Problem to solve >>
Would you extract the whole listing below and retype it exactly?
== Segment start ==
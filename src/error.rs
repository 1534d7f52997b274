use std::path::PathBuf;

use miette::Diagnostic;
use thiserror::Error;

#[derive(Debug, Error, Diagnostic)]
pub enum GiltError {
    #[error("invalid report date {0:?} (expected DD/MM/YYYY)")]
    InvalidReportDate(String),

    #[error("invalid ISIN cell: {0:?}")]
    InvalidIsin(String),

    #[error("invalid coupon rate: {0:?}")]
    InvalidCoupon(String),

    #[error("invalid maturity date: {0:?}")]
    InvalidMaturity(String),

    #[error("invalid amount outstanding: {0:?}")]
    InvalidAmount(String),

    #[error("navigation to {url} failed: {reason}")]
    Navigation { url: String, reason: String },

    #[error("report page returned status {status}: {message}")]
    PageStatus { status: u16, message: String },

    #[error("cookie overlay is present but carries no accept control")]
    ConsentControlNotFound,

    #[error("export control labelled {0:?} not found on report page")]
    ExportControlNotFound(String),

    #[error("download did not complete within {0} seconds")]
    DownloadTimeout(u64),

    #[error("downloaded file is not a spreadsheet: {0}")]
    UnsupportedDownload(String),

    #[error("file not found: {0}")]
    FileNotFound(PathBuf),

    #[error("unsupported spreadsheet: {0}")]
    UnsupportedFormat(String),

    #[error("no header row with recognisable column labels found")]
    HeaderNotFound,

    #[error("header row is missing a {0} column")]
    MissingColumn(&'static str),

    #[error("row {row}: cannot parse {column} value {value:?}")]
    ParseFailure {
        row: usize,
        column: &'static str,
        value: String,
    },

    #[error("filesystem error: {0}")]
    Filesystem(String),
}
== Segment end ==
Completed task >>
filename src/error.rs
repository 1534d7f52997b274
use std::path::PathBuf;

use miette::Diagnostic;
use thiserror::Error;

#[derive(Debug, Error, Diagnostic)]
pub enum GiltError {
    #[error("invalid report date {0:?} (expected DD/MM/YYYY)")]
    InvalidReportDate(String),

    #[error("invalid ISIN cell: {0:?}")]
    InvalidIsin(String),

    #[error("invalid coupon rate: {0:?}")]
    InvalidCoupon(String),

    #[error("invalid maturity date: {0:?}")]
    InvalidMaturity(String),

    #[error("invalid amount outstanding: {0:?}")]
    InvalidAmount(String),

    #[error("navigation to {url} failed: {reason}")]
    Navigation { url: String, reason: String },

    #[error("report page returned status {status}: {message}")]
    PageStatus { status: u16, message: String },

    #[error("cookie overlay is present but carries no accept control")]
    ConsentControlNotFound,

    #[error("export control labelled {0:?} not found on report page")]
    ExportControlNotFound(String),

    #[error("download did not complete within {0} seconds")]
    DownloadTimeout(u64),

    #[error("downloaded file is not a spreadsheet: {0}")]
    UnsupportedDownload(String),

    #[error("file not found: {0}")]
    FileNotFound(PathBuf),

    #[error("unsupported spreadsheet: {0}")]
    UnsupportedFormat(String),

    #[error("no header row with recognisable column labels found")]
    HeaderNotFound,

    #[error("header row is missing a {0} column")]
    MissingColumn(&'static str),

    #[error("row {row}: cannot parse {column} value {value:?}")]
    ParseFailure {
        row: usize,
        column: &'static str,
        value: String,
    },

    #[error("filesystem error: {0}")]
    Filesystem(String),
}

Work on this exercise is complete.